[Start of Attachment]

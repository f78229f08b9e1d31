use std::collections::BTreeMap;

use axum::{
    http::{HeaderMap, Method},
    routing::any,
    Json, Router,
};
use serde::{Deserialize, Serialize};
use tokio::net::TcpListener;

/// JSON reflection of a request as the server received it.
#[derive(Clone, Debug, Serialize, Deserialize)]
pub struct Echo {
    pub method: String,
    pub headers: BTreeMap<String, String>,
    pub body: String,
}

pub fn app() -> Router {
    Router::new()
        .route("/echo", any(echo))
        .route("/plain", any(plain))
}

pub async fn run(listener: TcpListener) -> Result<(), std::io::Error> {
    axum::serve(listener, app()).await
}

/// Reflect the incoming request — method token, headers, and raw body —
/// back as JSON, for tests that assert on what actually hit the wire.
async fn echo(method: Method, headers: HeaderMap, body: String) -> Json<Echo> {
    let headers = headers
        .iter()
        .map(|(name, value)| {
            (
                name.as_str().to_string(),
                value.to_str().unwrap_or("").to_string(),
            )
        })
        .collect();
    Json(Echo {
        method: method.as_str().to_string(),
        headers,
        body,
    })
}

/// A body that is deliberately not valid JSON.
async fn plain() -> &'static str {
    "plain text, not json"
}

#[cfg(test)]
mod tests {
    use super::*;

    #[test]
    fn echo_roundtrips_through_json() {
        let echo = Echo {
            method: "UPDATE".to_string(),
            headers: BTreeMap::from([("authorization".to_string(), "Bearer X".to_string())]),
            body: r#"{"name":"x"}"#.to_string(),
        };
        let json = serde_json::to_string(&echo).unwrap();
        let back: Echo = serde_json::from_str(&json).unwrap();
        assert_eq!(back.method, echo.method);
        assert_eq!(back.headers, echo.headers);
        assert_eq!(back.body, echo.body);
    }
}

[End of Attachment]

Copy out the material above in full so that every line matches the original.

◆ **Task answer**
repository f78229f08b9e1d31
use std::collections::BTreeMap;

use axum::{
    http::{HeaderMap, Method},
    routing::any,
    Json, Router,
};
use serde::{Deserialize, Serialize};
use tokio::net::TcpListener;

/// JSON reflection of a request as the server received it.
#[derive(Clone, Debug, Serialize, Deserialize)]
pub struct Echo {
    pub method: String,
    pub headers: BTreeMap<String, String>,
    pub body: String,
}

pub fn app() -> Router {
    Router::new()
        .route("/echo", any(echo))
        .route("/plain", any(plain))
}

pub async fn run(listener: TcpListener) -> Result<(), std::io::Error> {
    axum::serve(listener, app()).await
}

/// Reflect the incoming request — method token, headers, and raw body —
/// back as JSON, for tests that assert on what actually hit the wire.
async fn echo(method: Method, headers: HeaderMap, body: String) -> Json<Echo> {
    let headers = headers
        .iter()
        .map(|(name, value)| {
            (
                name.as_str().to_string(),
                value.to_str().unwrap_or("").to_string(),
            )
        })
        .collect();
    Json(Echo {
        method: method.as_str().to_string(),
        headers,
        body,
    })
}

/// A body that is deliberately not valid JSON.
async fn plain() -> &'static str {
    "plain text, not json"
}

#[cfg(test)]
mod tests {
    use super::*;

    #[test]
    fn echo_roundtrips_through_json() {
        let echo = Echo {
            method: "UPDATE".to_string(),
            headers: BTreeMap::from([("authorization".to_string(), "Bearer X".to_string())]),
            body: r#"{"name":"x"}"#.to_string(),
        };
        let json = serde_json::to_string(&echo).unwrap();
        let back: Echo = serde_json::from_str(&json).unwrap();
        assert_eq!(back.method, echo.method);
        assert_eq!(back.headers, echo.headers);
        assert_eq!(back.body, echo.body);
    }
}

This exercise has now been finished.